Your answer should be every line below that includes the word "impl".

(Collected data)
....

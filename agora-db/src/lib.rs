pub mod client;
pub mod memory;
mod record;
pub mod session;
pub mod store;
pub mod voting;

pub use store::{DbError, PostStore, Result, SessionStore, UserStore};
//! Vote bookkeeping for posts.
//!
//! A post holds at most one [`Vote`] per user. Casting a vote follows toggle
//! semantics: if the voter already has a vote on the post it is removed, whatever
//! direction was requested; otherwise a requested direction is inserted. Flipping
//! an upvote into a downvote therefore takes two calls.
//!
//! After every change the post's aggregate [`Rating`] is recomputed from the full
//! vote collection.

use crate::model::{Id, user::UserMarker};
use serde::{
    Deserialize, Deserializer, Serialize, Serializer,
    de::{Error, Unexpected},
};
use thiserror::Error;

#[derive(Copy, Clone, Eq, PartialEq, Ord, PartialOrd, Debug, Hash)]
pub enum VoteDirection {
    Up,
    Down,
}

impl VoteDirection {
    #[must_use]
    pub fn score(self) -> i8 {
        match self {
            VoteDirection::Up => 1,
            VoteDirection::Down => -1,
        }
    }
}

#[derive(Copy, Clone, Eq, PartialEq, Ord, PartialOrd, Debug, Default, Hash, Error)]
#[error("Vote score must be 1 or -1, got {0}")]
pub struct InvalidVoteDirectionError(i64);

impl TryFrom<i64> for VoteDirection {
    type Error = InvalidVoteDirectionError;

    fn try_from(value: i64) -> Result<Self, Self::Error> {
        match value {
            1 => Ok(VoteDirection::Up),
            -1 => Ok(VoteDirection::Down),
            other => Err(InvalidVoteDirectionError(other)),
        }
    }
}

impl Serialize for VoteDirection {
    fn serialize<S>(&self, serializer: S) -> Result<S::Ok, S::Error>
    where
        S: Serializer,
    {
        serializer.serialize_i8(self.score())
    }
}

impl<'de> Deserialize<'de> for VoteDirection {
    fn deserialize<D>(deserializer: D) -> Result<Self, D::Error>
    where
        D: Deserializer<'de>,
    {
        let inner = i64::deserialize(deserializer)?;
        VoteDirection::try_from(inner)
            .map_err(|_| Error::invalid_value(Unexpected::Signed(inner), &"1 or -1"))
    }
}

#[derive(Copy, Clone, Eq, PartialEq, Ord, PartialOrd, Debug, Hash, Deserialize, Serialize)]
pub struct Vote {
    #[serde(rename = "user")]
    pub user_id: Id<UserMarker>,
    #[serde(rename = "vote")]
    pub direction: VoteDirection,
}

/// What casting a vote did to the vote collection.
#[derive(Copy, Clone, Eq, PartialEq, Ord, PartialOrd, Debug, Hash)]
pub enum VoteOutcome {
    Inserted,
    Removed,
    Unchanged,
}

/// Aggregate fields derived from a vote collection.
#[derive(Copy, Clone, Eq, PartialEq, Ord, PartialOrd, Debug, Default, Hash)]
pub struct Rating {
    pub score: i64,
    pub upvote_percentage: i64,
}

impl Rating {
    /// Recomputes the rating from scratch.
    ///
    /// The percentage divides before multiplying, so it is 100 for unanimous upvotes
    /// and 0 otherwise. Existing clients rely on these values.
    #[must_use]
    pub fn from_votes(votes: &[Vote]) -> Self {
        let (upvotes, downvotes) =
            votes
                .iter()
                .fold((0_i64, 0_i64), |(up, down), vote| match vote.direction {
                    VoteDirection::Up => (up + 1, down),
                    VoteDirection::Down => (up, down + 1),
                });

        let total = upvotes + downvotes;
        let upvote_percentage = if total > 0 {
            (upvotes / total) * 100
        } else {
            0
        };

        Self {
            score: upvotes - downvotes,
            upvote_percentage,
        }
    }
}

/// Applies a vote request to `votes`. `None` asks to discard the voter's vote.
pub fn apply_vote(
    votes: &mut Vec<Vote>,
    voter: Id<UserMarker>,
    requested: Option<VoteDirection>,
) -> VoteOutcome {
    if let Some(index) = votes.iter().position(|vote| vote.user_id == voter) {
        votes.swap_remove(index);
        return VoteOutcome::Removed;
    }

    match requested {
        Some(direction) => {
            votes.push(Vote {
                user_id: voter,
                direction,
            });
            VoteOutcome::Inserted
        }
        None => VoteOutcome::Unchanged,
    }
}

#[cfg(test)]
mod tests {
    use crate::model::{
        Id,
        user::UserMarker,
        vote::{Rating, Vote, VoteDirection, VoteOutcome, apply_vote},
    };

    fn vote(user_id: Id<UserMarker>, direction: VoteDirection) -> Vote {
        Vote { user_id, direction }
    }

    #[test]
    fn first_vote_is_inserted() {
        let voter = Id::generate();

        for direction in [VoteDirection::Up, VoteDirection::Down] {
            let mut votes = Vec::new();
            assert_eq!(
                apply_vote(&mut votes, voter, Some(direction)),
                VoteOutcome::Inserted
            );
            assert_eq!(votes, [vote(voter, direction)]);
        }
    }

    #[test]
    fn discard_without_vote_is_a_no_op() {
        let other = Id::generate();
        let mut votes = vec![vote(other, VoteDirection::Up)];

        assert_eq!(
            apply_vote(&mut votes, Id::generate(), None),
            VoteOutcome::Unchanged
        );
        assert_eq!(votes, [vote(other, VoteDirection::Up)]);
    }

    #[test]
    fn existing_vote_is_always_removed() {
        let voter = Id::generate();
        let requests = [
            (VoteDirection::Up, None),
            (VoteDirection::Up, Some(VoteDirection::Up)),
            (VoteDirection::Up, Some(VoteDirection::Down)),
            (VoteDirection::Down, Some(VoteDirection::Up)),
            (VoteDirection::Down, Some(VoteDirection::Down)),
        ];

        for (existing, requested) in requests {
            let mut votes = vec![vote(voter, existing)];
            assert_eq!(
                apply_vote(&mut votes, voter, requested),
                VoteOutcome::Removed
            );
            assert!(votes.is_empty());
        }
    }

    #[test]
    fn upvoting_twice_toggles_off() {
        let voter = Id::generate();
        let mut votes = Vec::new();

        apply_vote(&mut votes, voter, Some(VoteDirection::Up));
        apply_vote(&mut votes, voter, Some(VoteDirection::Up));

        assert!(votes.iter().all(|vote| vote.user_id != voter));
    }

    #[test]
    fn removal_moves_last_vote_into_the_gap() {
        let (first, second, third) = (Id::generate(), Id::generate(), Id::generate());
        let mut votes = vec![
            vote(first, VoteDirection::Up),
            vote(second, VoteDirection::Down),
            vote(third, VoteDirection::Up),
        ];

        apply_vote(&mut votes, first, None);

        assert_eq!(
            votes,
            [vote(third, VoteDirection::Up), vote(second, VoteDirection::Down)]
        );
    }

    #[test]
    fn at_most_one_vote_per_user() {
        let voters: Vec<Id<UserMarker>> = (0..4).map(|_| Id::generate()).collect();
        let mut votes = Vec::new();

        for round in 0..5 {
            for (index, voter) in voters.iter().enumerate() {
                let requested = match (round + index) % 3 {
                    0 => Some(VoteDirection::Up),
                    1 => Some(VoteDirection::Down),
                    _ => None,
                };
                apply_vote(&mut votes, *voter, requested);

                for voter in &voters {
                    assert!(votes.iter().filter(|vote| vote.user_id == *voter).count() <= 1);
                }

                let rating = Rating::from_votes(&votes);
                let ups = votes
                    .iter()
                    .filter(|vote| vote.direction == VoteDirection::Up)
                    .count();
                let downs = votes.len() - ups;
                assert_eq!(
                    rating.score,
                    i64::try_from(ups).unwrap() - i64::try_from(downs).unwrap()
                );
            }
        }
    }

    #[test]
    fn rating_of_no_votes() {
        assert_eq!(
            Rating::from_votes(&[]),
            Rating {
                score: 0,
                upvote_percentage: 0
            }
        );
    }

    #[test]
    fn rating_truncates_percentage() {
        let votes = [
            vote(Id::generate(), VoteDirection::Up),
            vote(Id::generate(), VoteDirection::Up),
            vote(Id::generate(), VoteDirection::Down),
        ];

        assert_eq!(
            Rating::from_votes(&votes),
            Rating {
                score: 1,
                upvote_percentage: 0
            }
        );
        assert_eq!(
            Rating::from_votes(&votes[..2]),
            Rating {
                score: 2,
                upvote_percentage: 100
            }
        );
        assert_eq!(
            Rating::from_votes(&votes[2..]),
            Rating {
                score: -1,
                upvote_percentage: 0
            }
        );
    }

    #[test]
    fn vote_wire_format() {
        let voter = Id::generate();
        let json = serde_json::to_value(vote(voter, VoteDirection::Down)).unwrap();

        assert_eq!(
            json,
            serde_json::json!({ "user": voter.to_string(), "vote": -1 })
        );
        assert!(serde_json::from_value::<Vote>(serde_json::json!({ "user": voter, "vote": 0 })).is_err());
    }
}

....

* _Completed task_:
impl VoteDirection {
impl TryFrom<i64> for VoteDirection {
impl Serialize for VoteDirection {
impl<'de> Deserialize<'de> for VoteDirection {
impl Rating {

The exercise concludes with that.